Copy the first line of the material below and every later line through the line containing "per CDN host", without any other output.

━━ Provided records

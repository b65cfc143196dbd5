//! Extract files from a CASC installation or CDN build

use anyhow::{Context, Result, bail};
use cascade_storage::{CascHandler, Mode, RetryPolicy, StorageConfig};
use clap::Parser;
use std::collections::HashSet;
use std::fs;
use std::path::{Component, Path, PathBuf};
use tracing::{info, warn};
use tracing_subscriber::EnvFilter;

#[derive(Parser)]
#[command(
    name = "cascade-extract",
    about = "Extract files from a CASC installation or CDN build",
    version
)]
struct Cli {
    /// Installation directory containing .build.info
    #[arg(long, env = "CASCADE_BASE_PATH", default_value = ".")]
    base_path: PathBuf,

    /// JSON storage configuration; command line options override it
    #[arg(long, env = "CASCADE_CONFIG")]
    config: Option<PathBuf>,

    /// Data source: local, online or offline
    #[arg(long, env = "CASCADE_MODE")]
    mode: Option<Mode>,

    /// CDN host, may be repeated
    #[arg(long = "cdn-host", env = "CASCADE_CDN_HOSTS", value_delimiter = ',')]
    cdn_hosts: Vec<String>,

    /// CDN path prefix such as tpr/wow
    #[arg(long, env = "CASCADE_CDN_PATH")]
    cdn_path: Option<String>,

    /// Cache directory for CDN downloads
    #[arg(long, env = "CASCADE_CACHE_DIR")]
    cache_dir: Option<PathBuf>,

    /// Validate cached files by size only
    #[arg(long, env = "CASCADE_FAST_VALIDATION")]
    fast_validation: bool,

    /// Maximum attempts per CDN host
    #[arg(long, env = "CASCADE_MAX_RETRIES")]
    max_retries: Option<u32>,

    /// Key file with name;key lines
    #[arg(long, env = "CASCADE_KEY_FILE")]
    key_file: Option<PathBuf>,

    /// Locale name (enUS, deDE, ...) or hex mask
    #[arg(long, env = "CASCADE_LOCALE")]
    locale: Option<String>,

    /// Content flags mask
    #[arg(long, env = "CASCADE_CONTENT_FLAGS")]
    content_flags: Option<u32>,

    /// File path to extract, may be repeated
    #[arg(long = "name")]
    names: Vec<String>,

    /// File data ID to extract, may be repeated
    #[arg(long = "id")]
    ids: Vec<i32>,

    /// File with one path per line to extract
    #[arg(long)]
    list_file: Option<PathBuf>,

    /// Extract every file of the root table, named by name hash
    #[arg(long)]
    all: bool,

    /// Output directory
    #[arg(short, long, env = "CASCADE_OUTPUT", default_value = "extracted")]
    output: PathBuf,
}

impl Cli {
    fn storage_config(&self) -> Result<StorageConfig> {
        let mut config = match &self.config {
            Some(path) => StorageConfig::from_json_file(path)
                .with_context(|| format!("loading {}", path.display()))?,
            None => StorageConfig::new(&self.base_path),
        };

        if self.config.is_some() && self.base_path != Path::new(".") {
            config.base_path.clone_from(&self.base_path);
        }
        if let Some(mode) = self.mode {
            config = config.with_mode(mode);
        }
        if !self.cdn_hosts.is_empty() {
            config = config.with_cdn_hosts(self.cdn_hosts.iter().cloned());
        }
        if let Some(path) = &self.cdn_path {
            config = config.with_cdn_path(path.clone());
        }
        if let Some(dir) = &self.cache_dir {
            config = config.with_cache_dir(dir);
        }
        if self.fast_validation {
            config = config.with_fast_validation(true);
        }
        if let Some(attempts) = self.max_retries {
            config = config.with_retry(RetryPolicy::default().with_max_attempts(attempts));
        }
        if let Some(path) = &self.key_file {
            config = config.with_key_file(path);
        }
        if let Some(locale) = &self.locale {
            config = config.with_locale(locale.clone());
        }
        if let Some(flags) = self.content_flags {
            config = config.with_content_flags(flags);
        }
        Ok(config)
    }
}

#[derive(Debug, Default)]
struct Summary {
    extracted: usize,
    failed: usize,
    bytes: u64,
}

impl Summary {
    fn record(&mut self, what: &str, output: &Path, result: cascade_storage::Result<Vec<u8>>) {
        let written = result
            .map_err(anyhow::Error::from)
            .and_then(|data| write_output(output, &data).map(|()| data.len()));

        match written {
            Ok(len) => {
                self.extracted += 1;
                self.bytes += len as u64;
            }
            Err(e) => {
                warn!("skipping {}: {:#}", what, e);
                self.failed += 1;
            }
        }
    }
}

fn main() -> Result<()> {
    let filter = EnvFilter::try_from_default_env().unwrap_or_else(|_| EnvFilter::new("info"));
    tracing_subscriber::fmt()
        .with_env_filter(filter)
        .with_target(false)
        .init();

    let cli = Cli::parse();

    let mut names = cli.names.clone();
    if let Some(path) = &cli.list_file {
        let text = fs::read_to_string(path)
            .with_context(|| format!("reading list file {}", path.display()))?;
        names.extend(
            text.lines()
                .map(str::trim)
                .filter(|line| !line.is_empty() && !line.starts_with('#'))
                .map(str::to_string),
        );
    }
    if names.is_empty() && cli.ids.is_empty() && !cli.all {
        bail!("nothing to extract; pass --name, --id, --list-file or --all");
    }

    let config = cli.storage_config()?;
    let handler = CascHandler::open(config).context("opening storage")?;
    if let Some(build) = handler.build_number() {
        info!("opened build {}", build);
    }

    let mut summary = Summary::default();

    for name in &names {
        let output = cli.output.join(relative_output_path(name));
        summary.record(name, &output, handler.read_file_by_name(name));
    }

    for id in &cli.ids {
        let output = cli.output.join(id.to_string());
        summary.record(&format!("file data ID {id}"), &output, handler.read_file_by_id(*id));
    }

    if cli.all {
        let mut seen = HashSet::new();
        for (entry, result) in handler.read_files(handler.locale(), handler.content_flags()) {
            let hash = entry.name_hash;
            // Further content variants of a name also carry their content key
            let file_name = if seen.insert(hash) {
                format!("{hash:016x}")
            } else {
                format!("{hash:016x}.{}", entry.md5)
            };
            let output = cli.output.join(file_name);
            summary.record(&format!("name hash {hash:016x}"), &output, result);
        }
    }

    info!(
        "extracted {} files ({} bytes), {} failed",
        summary.extracted, summary.bytes, summary.failed
    );
    println!(
        "extracted {} files ({} bytes), {} failed",
        summary.extracted, summary.bytes, summary.failed
    );
    Ok(())
}

fn write_output(path: &Path, data: &[u8]) -> Result<()> {
    if let Some(parent) = path.parent() {
        fs::create_dir_all(parent).with_context(|| format!("creating {}", parent.display()))?;
    }
    fs::write(path, data).with_context(|| format!("writing {}", path.display()))
}

/// Relative output path for a CASC file name, dropping root and parent components
fn relative_output_path(name: &str) -> PathBuf {
    Path::new(&name.replace('\\', "/"))
        .components()
        .filter_map(|component| match component {
            Component::Normal(part) => Some(part),
            _ => None,
        })
        .collect()
}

━━━━

[Problem solution]
repository b65cfc143196dbd5
//! Extract files from a CASC installation or CDN build

use anyhow::{Context, Result, bail};
use cascade_storage::{CascHandler, Mode, RetryPolicy, StorageConfig};
use clap::Parser;
use std::collections::HashSet;
use std::fs;
use std::path::{Component, Path, PathBuf};
use tracing::{info, warn};
use tracing_subscriber::EnvFilter;

#[derive(Parser)]
#[command(
    name = "cascade-extract",
    about = "Extract files from a CASC installation or CDN build",
    version
)]
struct Cli {
    /// Installation directory containing .build.info
    #[arg(long, env = "CASCADE_BASE_PATH", default_value = ".")]
    base_path: PathBuf,

    /// JSON storage configuration; command line options override it
    #[arg(long, env = "CASCADE_CONFIG")]
    config: Option<PathBuf>,

    /// Data source: local, online or offline
    #[arg(long, env = "CASCADE_MODE")]
    mode: Option<Mode>,

    /// CDN host, may be repeated
    #[arg(long = "cdn-host", env = "CASCADE_CDN_HOSTS", value_delimiter = ',')]
    cdn_hosts: Vec<String>,

    /// CDN path prefix such as tpr/wow
    #[arg(long, env = "CASCADE_CDN_PATH")]
    cdn_path: Option<String>,

    /// Cache directory for CDN downloads
    #[arg(long, env = "CASCADE_CACHE_DIR")]
    cache_dir: Option<PathBuf>,

    /// Validate cached files by size only
    #[arg(long, env = "CASCADE_FAST_VALIDATION")]
    fast_validation: bool,

    /// Maximum attempts per CDN host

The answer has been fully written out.